Coronavirus: What You Should Really Do Regarding Your Stockpile

As the COVID-19 Coronavirus sweeps the globe, different people are reacting in different ways.

For most, fear is a part of that reaction. That’s normal, as we all tend to be afraid of the unknown and there’s still a lot of unknown about this virus. But the truly scary part isn’t the fear that people are having; it’s the fear that governments are having.

Don’t get me wrong; I don’t envy the problems that the president and state governors are facing right now. They are in a no-win situation, where they are having to make decisions based on limited information, with the foreknowledge that there is no right answer. No matter what they decide, there will be others, sitting on the sidelines, telling them how wrong they are.

As it stands right now, if the president or some governor calls for a full quarantine, they will be blasted for overreacting and destroying the economy. If they don’t call for that, they will be blasted for not taking the situation seriously and every death will be laid at their doorstep. Both of these reactions are already happening, it just depends on who is doing the complaining about what the government is doing, and that doesn’t necessarily follow party lines.

Is Quarantine Coming?

The entire state of California, 40 million people, is now under quarantine.
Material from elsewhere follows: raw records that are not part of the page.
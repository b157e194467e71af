//! Dependency manifest types.

use serde::{Deserialize, Deserializer, Serialize};
use std::fmt;

//--------------------------------------------------------------------------------------------------
// Types
//--------------------------------------------------------------------------------------------------

/// One deployed binary asset as recorded in a dependency manifest.
#[derive(Debug, Clone, PartialEq, Eq, Serialize, Deserialize)]
#[serde(rename_all = "camelCase")]
pub struct RuntimeFile {
    /// Asset path relative to the deployment root.
    pub path: String,

    /// Assembly version, if the asset carries one.
    #[serde(default, deserialize_with = "empty_as_none")]
    pub assembly_version: Option<String>,

    /// File version, if the asset carries one.
    #[serde(default, deserialize_with = "empty_as_none")]
    pub file_version: Option<String>,
}

/// Runtime files a library publishes for one runtime identifier.
#[derive(Debug, Clone, Serialize, Deserialize)]
#[serde(rename_all = "camelCase")]
pub struct AssetGroup {
    /// Runtime identifier. Absent means the platform-agnostic default.
    #[serde(default, rename = "runtime", deserialize_with = "empty_as_none")]
    pub runtime_identifier: Option<String>,

    /// Files in manifest order.
    #[serde(default)]
    pub runtime_files: Vec<RuntimeFile>,
}

/// A dependency entry in the manifest.
#[derive(Debug, Clone, Serialize, Deserialize)]
#[serde(rename_all = "camelCase")]
pub struct RuntimeLibrary {
    /// Library name.
    #[serde(default)]
    pub name: String,

    /// Library version.
    #[serde(default, skip_serializing_if = "Option::is_none")]
    pub version: Option<String>,

    /// Per-runtime asset groups.
    #[serde(default)]
    pub runtime_assembly_groups: Vec<AssetGroup>,
}

/// Flat dependency manifest as produced by the external toolchain.
#[derive(Debug, Clone, Serialize, Deserialize)]
#[serde(rename_all = "camelCase")]
pub struct DependencyManifest {
    /// Every runtime library.
    pub runtime_libraries: Vec<RuntimeLibrary>,
}

//--------------------------------------------------------------------------------------------------
// Methods
//--------------------------------------------------------------------------------------------------

impl RuntimeFile {
    /// Create a runtime file entry.
    pub fn new(
        path: impl Into<String>,
        assembly_version: Option<&str>,
        file_version: Option<&str>,
    ) -> Self {
        Self {
            path: path.into(),
            assembly_version: assembly_version.map(str::to_string),
            file_version: file_version.map(str::to_string),
        }
    }

    /// Final path component. Both `/` and `\` count as separators.
    pub fn file_name(&self) -> &str {
        self.path
            .rsplit(['/', '\\'])
            .next()
            .unwrap_or(self.path.as_str())
    }

    /// Major component of the assembly version, when it parses.
    pub fn assembly_major(&self) -> Option<u64> {
        self.assembly_version.as_deref().and_then(parse_major)
    }

    /// Assembly version for display, `-` when unset.
    pub fn assembly_version_display(&self) -> &str {
        self.assembly_version.as_deref().unwrap_or("-")
    }

    /// File version for display, `-` when unset.
    pub fn file_version_display(&self) -> &str {
        self.file_version.as_deref().unwrap_or("-")
    }
}

impl AssetGroup {
    /// Whether this is the platform-agnostic group.
    pub fn is_default(&self) -> bool {
        self.runtime_identifier.is_none()
    }

    /// Case-insensitive runtime identifier match.
    pub fn matches_runtime(&self, rid: &str) -> bool {
        self.runtime_identifier
            .as_deref()
            .is_some_and(|r| r.eq_ignore_ascii_case(rid))
    }
}

//--------------------------------------------------------------------------------------------------
// Trait Implementations
//--------------------------------------------------------------------------------------------------

impl fmt::Display for RuntimeFile {
    fn fmt(&self, f: &mut fmt::Formatter<'_>) -> fmt::Result {
        write!(
            f,
            "{}: {}",
            self.file_name(),
            self.assembly_version_display()
        )
    }
}

//--------------------------------------------------------------------------------------------------
// Functions
//--------------------------------------------------------------------------------------------------

/// Parse the major component of a dotted numeric version (`1` to `1.2.3.4`).
///
/// Prerelease or build suffixes on the last component (`1.2.3-beta`) are
/// tolerated. Anything else is unparseable and yields `None`.
pub fn parse_major(version: &str) -> Option<u64> {
    let core = version.trim();
    let core = core.split(['-', '+']).next()?;
    let parts: Vec<&str> = core.split('.').collect();
    if parts.is_empty() || parts.len() > 4 {
        return None;
    }

    let mut numbers = parts.iter().map(|p| {
        if p.is_empty() || !p.bytes().all(|b| b.is_ascii_digit()) {
            None
        } else {
            p.parse::<u64>().ok()
        }
    });

    let major = numbers.next()??;
    for n in numbers {
        n?;
    }
    Some(major)
}

fn empty_as_none<'de, D>(deserializer: D) -> Result<Option<String>, D::Error>
where
    D: Deserializer<'de>,
{
    let value = Option::<String>::deserialize(deserializer)?;
    Ok(value.filter(|s| !s.trim().is_empty()))
}

//--------------------------------------------------------------------------------------------------
// Tests
//--------------------------------------------------------------------------------------------------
New York Governor, Andrew Cuomo is directing non-essential businesses to keep their workers at home. Even in Texas, which has relatively few cases, the governor is calling for voluntary self-isolation for the next two weeks.

Is this an overreaction? Or is it necessary to prevent a massive number of people from dying?

To answer that question, we need to understand why the government is calling for people to self-quarantine, specifically why they’re calling for a 14-day self-quarantine.

There’s no way that a 14-day quarantine is going to put a total stop to the disease. First of all, there are a significant number of cases on record, where the incubation period was longer than 14 days. Secondly, even if all incubation periods fell within the 14-day window, people are still contagious while their bodies are battling the disease. If they are treated at home, there’s still a chance of them infecting their families.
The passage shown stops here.